[Assignment] Which lines of the records below contain the string "return"? Report each of them.

Excerpts from a dataset:
//! In-memory record store
//!
//! Used for tests and dry runs. Mutations are applied to a copy of the
//! state and swapped in only when they succeed.

use async_trait::async_trait;
use parking_lot::RwLock;
use std::collections::BTreeMap;

use super::{RecordStore, StoreError, TransactionSnapshot};
use crate::core::{ScriptHash, TxHash};
use crate::multisig::{Account, SignResult, TransactionRecord, TransactionStatus};

#[derive(Debug, Clone)]
struct StoredTransaction {
    record: TransactionRecord,
    revision: u64,
}

#[derive(Debug, Clone, Default)]
struct StoreState {
    accounts: BTreeMap<ScriptHash, Account>,
    transactions: BTreeMap<TxHash, StoredTransaction>,
    sign_results: BTreeMap<TxHash, Vec<SignResult>>,
}

/// Record store kept in process memory
#[derive(Default)]
pub struct MemoryStore {
    state: RwLock<StoreState>,
}

impl MemoryStore {
    pub fn new() -> Self {
        Self::default()
    }

    fn mutate<T, F>(&self, apply: F) -> Result<T, StoreError>
    where
        F: FnOnce(&mut StoreState) -> Result<T, StoreError>,
    {
        let mut state = self.state.write();
        let mut next = state.clone();
        let value = apply(&mut next)?;
        *state = next;
        Ok(value)
    }
}

#[async_trait]
impl RecordStore for MemoryStore {
    async fn insert_account(&self, account: &Account) -> Result<(), StoreError> {
        self.mutate(|state| {
            let key = account.script_hash();
            if state.accounts.contains_key(&key) {
                return Err(StoreError::Duplicate(format!("account {}", account.address())));
            }
            state.accounts.insert(key, account.clone());
            Ok(())
        })
    }

    async fn account(&self, script_hash: &ScriptHash) -> Result<Option<Account>, StoreError> {
        Ok(self.state.read().accounts.get(script_hash).cloned())
    }

    async fn accounts(&self) -> Result<Vec<Account>, StoreError> {
        Ok(self.state.read().accounts.values().cloned().collect())
    }

    async fn insert_transaction(&self, record: &TransactionRecord) -> Result<(), StoreError> {
        self.mutate(|state| {
            if !state.accounts.contains_key(&record.account()) {
                return Err(StoreError::NotFound(format!("account {}", record.account())));
            }
            if state.transactions.contains_key(&record.hash()) {
                return Err(StoreError::Duplicate(format!("transaction {}", record.hash())));
            }
            state.transactions.insert(
                record.hash(),
                StoredTransaction {
                    record: record.clone(),
                    revision: 1,
                },
            );
            Ok(())
        })
    }

    async fn snapshot(&self, hash: &TxHash) -> Result<Option<TransactionSnapshot>, StoreError> {
        let state = self.state.read();
        let Some(stored) = state.transactions.get(hash) else {
            return Ok(None);
        };
        let account = stored.record.account();
        let account = state
            .accounts
            .get(&account)
            .ok_or_else(|| StoreError::NotFound(format!("account {}", account)))?;
        Ok(Some(TransactionSnapshot {
            record: stored.record.clone(),
            account: account.clone(),
            sign_results: state.sign_results.get(hash).cloned().unwrap_or_default(),
            revision: stored.revision,
        }))
    }

    async fn commit(
        &self,
        record: &TransactionRecord,
        revision: u64,
        sign_result: Option<&SignResult>,
    ) -> Result<u64, StoreError> {
        self.mutate(|state| {
            let hash = record.hash();
            let stored = state
                .transactions
                .get_mut(&hash)
                .ok_or_else(|| StoreError::NotFound(format!("transaction {}", hash)))?;
            if stored.revision != revision {
                return Err(StoreError::Conflict(hash));
            }
            stored.record = record.clone();
            stored.revision += 1;
            let next = stored.revision;

            if let Some(result) = sign_result {
                if result.transaction != hash {
                    return Err(StoreError::InvalidData(format!(
                        "sign result for {} committed with {}",
                        result.transaction, hash
                    )));
                }
                let results = state.sign_results.entry(hash).or_default();
                if results.iter().any(|r| r.signer == result.signer) {
                    return Err(StoreError::Duplicate(format!(
                        "decision by {} on {}",
                        result.signer, hash
                    )));
                }
                results.push(result.clone());
            }
            Ok(next)
        })
    }

    async fn transactions_with_status(
        &self,
        status: TransactionStatus,
    ) -> Result<Vec<TxHash>, StoreError> {
        let state = self.state.read();
        let mut matching: Vec<&TransactionRecord> = state
            .transactions
            .values()
            .map(|s| &s.record)
            .filter(|r| r.status() == status)
            .collect();
        matching.sort_by_key(|r| r.created_at());
        Ok(matching.into_iter().map(TransactionRecord::hash).collect())
    }

    async fn transactions_for_account(
        &self,
        account: &ScriptHash,
    ) -> Result<Vec<TransactionRecord>, StoreError> {
        let state = self.state.read();
        let mut records: Vec<TransactionRecord> = state
            .transactions
            .values()
            .map(|s| &s.record)
            .filter(|r| &r.account() == account)
            .cloned()
            .collect();
        records.sort_by_key(|r| r.created_at());
        Ok(records)
    }
}

#[cfg(test)]
pub(crate) mod tests {
    use super::*;
    use crate::core::Transaction;
    use crate::crypto::KeyPair;
    use crate::multisig::{FeePayer, TransactionKind, WitnessPlan};

    pub(crate) fn sample(account: &Account) -> TransactionRecord {
        let plan = WitnessPlan::new(FeePayer::Account, None);
        let mut tx = Transaction::new(vec![0x40], plan.signers(account), 100);
        tx.witnesses = plan.placeholder_witnesses(account);
        let kind = TransactionKind::Invoke {
            contract: ScriptHash::from_bytes([4; 20]),
            method: "run".to_string(),
        };
        TransactionRecord::new(account, kind, plan, &tx).unwrap()
    }

    pub(crate) fn account() -> (Vec<KeyPair>, Account) {
        let owners: Vec<KeyPair> = (0..2).map(|_| KeyPair::generate()).collect();
        let account = Account::new(
            1,
            owners.iter().map(|k| k.public_key.clone()).collect(),
            None,
        )
        .unwrap();
        (owners, account)
    }

    #[tokio::test]
    async fn test_insert_and_snapshot() {
        let store = MemoryStore::new();
        let (owners, account) = account();
        store.insert_account(&account).await.unwrap();
        assert!(matches!(
            store.insert_account(&account).await,
            Err(StoreError::Duplicate(_))
        ));

        let record = sample(&account);
        store.insert_transaction(&record).await.unwrap();
        assert!(matches!(
            store.insert_transaction(&record).await,
            Err(StoreError::Duplicate(_))
        ));

        let rejection = SignResult::rejection(record.hash(), owners[0].public_key.clone());
        assert_eq!(store.commit(&record, 1, Some(&rejection)).await.unwrap(), 2);

        let snapshot = store.snapshot(&record.hash()).await.unwrap().unwrap();
        assert_eq!(snapshot.record, record);
        assert_eq!(snapshot.account, account);
        assert_eq!(snapshot.sign_results, vec![rejection]);
        assert_eq!(snapshot.revision, 2);
        assert!(store.snapshot(&TxHash::default()).await.unwrap().is_none());
    }

    #[tokio::test]
    async fn test_transaction_requires_account() {
        let store = MemoryStore::new();
        let (_, account) = account();
        assert!(matches!(
            store.insert_transaction(&sample(&account)).await,
            Err(StoreError::NotFound(_))
        ));
    }

    #[tokio::test]
    async fn test_duplicate_decision_leaves_record_unchanged() {
        let store = MemoryStore::new();
        let (owners, account) = account();
        store.insert_account(&account).await.unwrap();
        let mut record = sample(&account);
        store.insert_transaction(&record).await.unwrap();

        let first = SignResult::rejection(record.hash(), owners[0].public_key.clone());
        let revision = store.commit(&record, 1, Some(&first)).await.unwrap();

        record.set_status(TransactionStatus::Rejected, Some("test".to_string()));
        let again = SignResult::rejection(record.hash(), owners[0].public_key.clone());
        assert!(matches!(
            store.commit(&record, revision, Some(&again)).await,
            Err(StoreError::Duplicate(_))
        ));

        let snapshot = store.snapshot(&record.hash()).await.unwrap().unwrap();
        assert_eq!(snapshot.record.status(), TransactionStatus::Signing);
        assert_eq!(snapshot.sign_results.len(), 1);
        assert_eq!(snapshot.revision, revision);
    }

    #[tokio::test]
    async fn test_stale_revision_conflicts() {
        let store = MemoryStore::new();
        let (_, account) = account();
        store.insert_account(&account).await.unwrap();
        let mut record = sample(&account);
        store.insert_transaction(&record).await.unwrap();

        record.set_status(TransactionStatus::Expired, None);
        store.commit(&record, 1, None).await.unwrap();
        assert!(matches!(
            store.commit(&record, 1, None).await,
            Err(StoreError::Conflict(_))
        ));
    }

    #[tokio::test]
    async fn test_status_index() {
        let store = MemoryStore::new();
        let (_, account) = account();
        store.insert_account(&account).await.unwrap();
        let mut record = sample(&account);
        store.insert_transaction(&record).await.unwrap();
        assert_eq!(
            store
                .transactions_with_status(TransactionStatus::Signing)
                .await
                .unwrap(),
            vec![record.hash()]
        );

        record.set_status(TransactionStatus::Expired, None);
        store.commit(&record, 1, None).await.unwrap();
        assert!(store
            .transactions_with_status(TransactionStatus::Signing)
            .await
            .unwrap()
            .is_empty());
        assert_eq!(
            store
                .transactions_for_account(&account.script_hash())
                .await
                .unwrap()[0]
                .status(),
            TransactionStatus::Expired
        );
    }
}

[Exercise answer]
                return Err(StoreError::Duplicate(format!("account {}", account.address())));
                return Err(StoreError::NotFound(format!("account {}", record.account())));
                return Err(StoreError::Duplicate(format!("transaction {}", record.hash())));
            return Ok(None);
                return Err(StoreError::Conflict(hash));
                    return Err(StoreError::InvalidData(format!(
                    return Err(StoreError::Duplicate(format!(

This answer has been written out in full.